• **About this task**:
Which lines below include "shared"? Copy them all.

(Saved data entries)
use super::*;
use crate::{
    animation::state::FaceAnimator,
    face::descriptor::FaceDescriptor,
    foundation::core::{Fps, TargetRect},
    render::{
        command::{DrawList, FaceFeature},
        painter::FacePainter,
    },
};

fn settings(fps: u32, pacing: Pacing) -> AnimationSettings {
    AnimationSettings {
        fps: Fps::new(fps).unwrap(),
        pacing,
    }
}

fn recorder() -> impl FnMut(&f64) -> ChernoffResult<()> + Send + 'static {
    let seen = Arc::new(Mutex::new(Vec::new()));
    move |t: &f64| {
        seen.lock().unwrap().push(*t);
        Ok(())
    }
}

#[test]
fn sync_run_delivers_every_frame_in_order() {
    let seen = Arc::new(Mutex::new(Vec::<f64>::new()));
    let sink = Arc::clone(&seen);
    let driver = AnimationDriver::with_settings(
        move |v: &f64| -> ChernoffResult<()> {
            sink.lock().unwrap().push(*v);
            Ok(())
        },
        settings(100, Pacing::Deadline),
    );

    let report = driver
        .run_sync(&0.0_f64, &10.0_f64, Duration::from_millis(100))
        .unwrap();
    assert_eq!(report.frames, 10);
    assert!(!report.cancelled);
    assert!(report.elapsed >= Duration::from_millis(100));
    assert!(driver.is_complete());

    let seen = seen.lock().unwrap();
    assert_eq!(seen.len(), 10);
    for (i, v) in seen.iter().enumerate() {
        assert!((v - i as f64).abs() < 1e-9, "frame {i} got {v}");
    }
}

#[test]
fn fixed_delay_waits_after_each_frame() {
    let driver = AnimationDriver::with_settings(recorder(), settings(100, Pacing::FixedDelay));
    let report = driver
        .run_sync(&0.0_f64, &1.0_f64, Duration::from_millis(50))
        .unwrap();
    assert_eq!(report.frames, 5);
    assert!(report.elapsed >= Duration::from_millis(50));
}

#[test]
fn descriptors_are_interpolated_between_endpoints() {
    let a = FaceDescriptor::from_array([0.0; 10]).unwrap();
    let b = FaceDescriptor::from_array([1.0; 10]).unwrap();
    let seen = Arc::new(Mutex::new(Vec::new()));
    let sink = Arc::clone(&seen);
    let driver = AnimationDriver::with_settings(
        move |face: &FaceDescriptor| -> ChernoffResult<()> {
            sink.lock().unwrap().push(*face);
            Ok(())
        },
        settings(100, Pacing::Deadline),
    );
    driver.run_sync(&a, &b, Duration::from_millis(40)).unwrap();

    let seen = seen.lock().unwrap();
    assert_eq!(seen.len(), 4);
    assert_eq!(seen[0], a);
    assert!((seen[2].head_eccentricity() - 0.5).abs() < 1e-12);
    assert!(seen.iter().all(|f| f.distance(&b) > 0.0));
}

#[test]
fn invalid_duration_fails_before_any_frame() {
    let driver = AnimationDriver::new(|_: &f64| -> ChernoffResult<()> {
        panic!("animator must not be called")
    });
    let err = driver
        .run_sync(&0.0_f64, &1.0_f64, Duration::ZERO)
        .unwrap_err();
    assert!(matches!(err, ChernoffError::InvalidTiming(_)));
    assert!(driver.is_complete());
}

#[test]
fn animator_error_aborts_run() {
    let mut calls = 0;
    let driver = AnimationDriver::with_settings(
        move |_: &f64| -> ChernoffResult<()> {
            calls += 1;
            if calls == 3 {
                return Err(ChernoffError::animation("surface lost"));
            }
            Ok(())
        },
        settings(1000, Pacing::Deadline),
    );
    let err = driver
        .run_sync(&0.0_f64, &1.0_f64, Duration::from_millis(10))
        .unwrap_err();
    assert_eq!(err.to_string(), "animation error: surface lost");
    assert!(driver.is_complete());
}

#[test]
fn async_completion_flips_once() {
    let driver = AnimationDriver::with_settings(recorder(), settings(100, Pacing::Deadline));
    assert!(driver.is_complete());

    let handle = driver
        .run_async(0.0_f64, 1.0_f64, Duration::from_millis(100))
        .unwrap();
    assert!(!driver.is_complete());
    assert!(!handle.is_complete());

    let report = handle.wait().unwrap();
    assert_eq!(report.frames, 10);
    assert!(driver.is_complete());

    // Stays complete afterwards.
    std::thread::sleep(Duration::from_millis(20));
    assert!(driver.is_complete());
}

#[test]
fn polling_observes_completion_without_wait() {
    let driver = AnimationDriver::with_settings(recorder(), settings(100, Pacing::Deadline));
    let _handle = driver
        .run_async(0.0_f64, 1.0_f64, Duration::from_millis(30))
        .unwrap();
    let deadline = Instant::now() + Duration::from_secs(5);
    while !driver.is_complete() {
        assert!(Instant::now() < deadline, "animation never completed");
        std::thread::sleep(Duration::from_millis(5));
    }
}

#[test]
fn second_run_while_busy_is_rejected() {
    let driver = AnimationDriver::with_settings(recorder(), settings(100, Pacing::Deadline));
    let handle = driver
        .run_async(0.0_f64, 1.0_f64, Duration::from_millis(200))
        .unwrap();

    let err = driver
        .run_sync(&0.0_f64, &1.0_f64, Duration::from_millis(10))
        .unwrap_err();
    assert!(matches!(err, ChernoffError::Animation(_)));
    assert!(
        driver
            .run_async(0.0_f64, 1.0_f64, Duration::from_millis(10))
            .is_err()
    );

    handle.wait().unwrap();
    driver
        .run_sync(&0.0_f64, &1.0_f64, Duration::from_millis(10))
        .unwrap();
}

#[test]
fn cancel_stops_between_frames() {
    let driver = AnimationDriver::with_settings(recorder(), settings(100, Pacing::Deadline));
    let handle = driver
        .run_async(0.0_f64, 1.0_f64, Duration::from_secs(10))
        .unwrap();
    std::thread::sleep(Duration::from_millis(35));
    handle.cancel();

    let report = handle.wait().unwrap();
    assert!(report.cancelled);
    assert!(report.frames >= 1);
    assert!(report.frames < 1000);
    assert!(driver.is_complete());
}

#[test]
fn pre_cancelled_sync_run_delivers_nothing() {
    let driver = AnimationDriver::new(|_: &f64| -> ChernoffResult<()> {
        panic!("animator must not be called")
    });
    let token = CancelToken::new();
    token.cancel();
    let report = driver
        .run_sync_until(&0.0_f64, &1.0_f64, Duration::from_secs(1), &token)
        .unwrap();
    assert_eq!(report.frames, 0);
    assert!(report.cancelled);
}

#[test]
fn face_animator_is_reachable_between_runs() {
    let animator = FaceAnimator::new(
        FacePainter::default(),
        TargetRect::sized(50, 50).unwrap(),
        DrawList::new(),
    )
    .unwrap();
    let driver = AnimationDriver::with_settings(animator, settings(1000, Pacing::Deadline));
    let a = FaceDescriptor::neutral();
    driver.run_sync(&a, &a, Duration::from_millis(5)).unwrap();

    let shared = driver.animator();
    let animator = shared.lock().unwrap();
    assert_eq!(animator.frames(), 5);
    assert_eq!(
        animator.surface().feature_commands(FaceFeature::Head).len(),
        5
    );
}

• **Response to the task**:
    let shared = driver.animator();
    let animator = shared.lock().unwrap();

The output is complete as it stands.